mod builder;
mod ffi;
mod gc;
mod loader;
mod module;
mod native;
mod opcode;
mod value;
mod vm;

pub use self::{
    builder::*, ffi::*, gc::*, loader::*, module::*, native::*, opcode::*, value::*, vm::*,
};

=-=-=-=-=

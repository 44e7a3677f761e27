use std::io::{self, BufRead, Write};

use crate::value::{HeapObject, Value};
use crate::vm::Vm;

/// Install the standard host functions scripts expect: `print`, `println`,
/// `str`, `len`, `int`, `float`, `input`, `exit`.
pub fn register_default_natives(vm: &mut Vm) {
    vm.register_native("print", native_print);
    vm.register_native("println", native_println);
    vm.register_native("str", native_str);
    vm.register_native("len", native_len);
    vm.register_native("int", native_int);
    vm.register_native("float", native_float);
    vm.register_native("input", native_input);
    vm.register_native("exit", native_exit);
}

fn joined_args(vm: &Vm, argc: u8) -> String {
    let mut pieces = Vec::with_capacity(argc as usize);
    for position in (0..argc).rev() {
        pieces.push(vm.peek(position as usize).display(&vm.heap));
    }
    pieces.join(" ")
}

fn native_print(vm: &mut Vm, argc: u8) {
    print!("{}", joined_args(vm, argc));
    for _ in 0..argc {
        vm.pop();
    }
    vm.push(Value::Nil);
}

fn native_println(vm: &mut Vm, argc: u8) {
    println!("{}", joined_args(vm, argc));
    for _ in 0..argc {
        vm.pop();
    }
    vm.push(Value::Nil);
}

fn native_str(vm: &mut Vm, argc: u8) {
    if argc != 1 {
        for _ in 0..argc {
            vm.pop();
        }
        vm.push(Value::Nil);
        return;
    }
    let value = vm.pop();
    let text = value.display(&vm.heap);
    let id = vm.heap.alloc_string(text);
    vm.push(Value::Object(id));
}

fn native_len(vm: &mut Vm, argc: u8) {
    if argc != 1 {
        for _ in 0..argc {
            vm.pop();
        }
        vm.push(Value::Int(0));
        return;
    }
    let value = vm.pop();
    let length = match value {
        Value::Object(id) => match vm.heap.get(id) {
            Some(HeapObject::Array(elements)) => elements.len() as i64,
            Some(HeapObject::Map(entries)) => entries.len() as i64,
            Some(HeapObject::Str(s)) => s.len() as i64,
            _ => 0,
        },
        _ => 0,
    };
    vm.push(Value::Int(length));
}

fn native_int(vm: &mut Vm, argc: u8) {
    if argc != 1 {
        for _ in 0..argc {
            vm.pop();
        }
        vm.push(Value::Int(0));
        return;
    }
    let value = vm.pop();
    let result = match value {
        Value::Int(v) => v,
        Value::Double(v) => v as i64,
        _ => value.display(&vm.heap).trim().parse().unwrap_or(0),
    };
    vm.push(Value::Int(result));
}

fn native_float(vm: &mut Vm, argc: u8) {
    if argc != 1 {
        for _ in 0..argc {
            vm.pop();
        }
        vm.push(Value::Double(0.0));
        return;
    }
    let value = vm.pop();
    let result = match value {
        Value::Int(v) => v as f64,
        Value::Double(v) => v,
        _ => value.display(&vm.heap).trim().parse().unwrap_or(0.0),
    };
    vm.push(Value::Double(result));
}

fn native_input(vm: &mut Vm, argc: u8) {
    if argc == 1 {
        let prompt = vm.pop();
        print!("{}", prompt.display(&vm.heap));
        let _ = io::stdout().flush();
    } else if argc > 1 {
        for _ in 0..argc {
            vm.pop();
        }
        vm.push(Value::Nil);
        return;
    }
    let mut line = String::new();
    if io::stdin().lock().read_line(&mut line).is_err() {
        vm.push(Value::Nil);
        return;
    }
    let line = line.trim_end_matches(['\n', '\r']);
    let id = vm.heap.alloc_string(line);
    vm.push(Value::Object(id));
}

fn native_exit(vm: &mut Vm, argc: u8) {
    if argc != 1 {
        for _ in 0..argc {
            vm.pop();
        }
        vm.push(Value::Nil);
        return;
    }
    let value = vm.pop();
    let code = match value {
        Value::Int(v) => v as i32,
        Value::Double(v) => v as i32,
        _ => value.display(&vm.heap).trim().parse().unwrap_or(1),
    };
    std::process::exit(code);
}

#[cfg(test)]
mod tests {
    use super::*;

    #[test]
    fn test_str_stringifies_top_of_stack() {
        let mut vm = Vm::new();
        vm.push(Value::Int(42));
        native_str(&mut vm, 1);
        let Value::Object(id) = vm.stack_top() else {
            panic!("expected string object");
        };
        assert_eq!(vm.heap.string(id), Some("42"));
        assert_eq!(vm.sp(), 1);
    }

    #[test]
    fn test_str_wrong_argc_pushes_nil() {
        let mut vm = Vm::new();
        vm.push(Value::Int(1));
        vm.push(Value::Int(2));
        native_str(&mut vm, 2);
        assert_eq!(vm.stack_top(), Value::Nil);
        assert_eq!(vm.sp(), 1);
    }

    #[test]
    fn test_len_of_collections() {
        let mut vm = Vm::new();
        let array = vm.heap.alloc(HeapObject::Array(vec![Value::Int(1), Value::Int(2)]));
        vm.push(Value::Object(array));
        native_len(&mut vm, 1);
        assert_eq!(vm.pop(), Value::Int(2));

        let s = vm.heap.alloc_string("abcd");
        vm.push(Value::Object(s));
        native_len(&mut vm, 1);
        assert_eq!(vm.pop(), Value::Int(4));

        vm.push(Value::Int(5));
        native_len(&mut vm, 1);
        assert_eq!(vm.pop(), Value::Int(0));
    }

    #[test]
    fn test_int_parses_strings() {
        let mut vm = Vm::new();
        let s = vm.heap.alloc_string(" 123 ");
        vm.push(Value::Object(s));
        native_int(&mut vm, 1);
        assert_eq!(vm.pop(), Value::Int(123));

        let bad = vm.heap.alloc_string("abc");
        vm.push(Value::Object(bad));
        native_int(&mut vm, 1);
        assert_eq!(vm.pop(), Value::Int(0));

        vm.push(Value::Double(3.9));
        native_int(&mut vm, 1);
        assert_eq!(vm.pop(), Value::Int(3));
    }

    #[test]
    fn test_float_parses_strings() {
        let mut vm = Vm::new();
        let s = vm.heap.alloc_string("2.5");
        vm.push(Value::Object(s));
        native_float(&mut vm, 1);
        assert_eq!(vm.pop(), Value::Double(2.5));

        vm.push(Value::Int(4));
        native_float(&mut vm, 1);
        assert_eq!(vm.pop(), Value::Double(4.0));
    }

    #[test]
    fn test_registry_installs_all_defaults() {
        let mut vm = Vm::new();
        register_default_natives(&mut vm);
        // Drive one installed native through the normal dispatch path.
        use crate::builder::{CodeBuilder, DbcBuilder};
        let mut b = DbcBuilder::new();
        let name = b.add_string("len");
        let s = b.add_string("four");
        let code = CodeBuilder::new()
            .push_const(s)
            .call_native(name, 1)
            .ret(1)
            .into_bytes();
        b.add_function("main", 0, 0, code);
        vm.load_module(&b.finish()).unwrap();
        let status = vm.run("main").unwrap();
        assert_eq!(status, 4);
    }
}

=-=-=-=-=

Give back the records above exactly, limited to the lines between the one holding "assert_eq!(vm.pop(), Value::Double(4.0));" and the one holding "normal dispatch path.", inclusive.

        assert_eq!(vm.pop(), Value::Double(4.0));
    }

    #[test]
    fn test_registry_installs_all_defaults() {
        let mut vm = Vm::new();
        register_default_natives(&mut vm);
        // Drive one installed native through the normal dispatch path.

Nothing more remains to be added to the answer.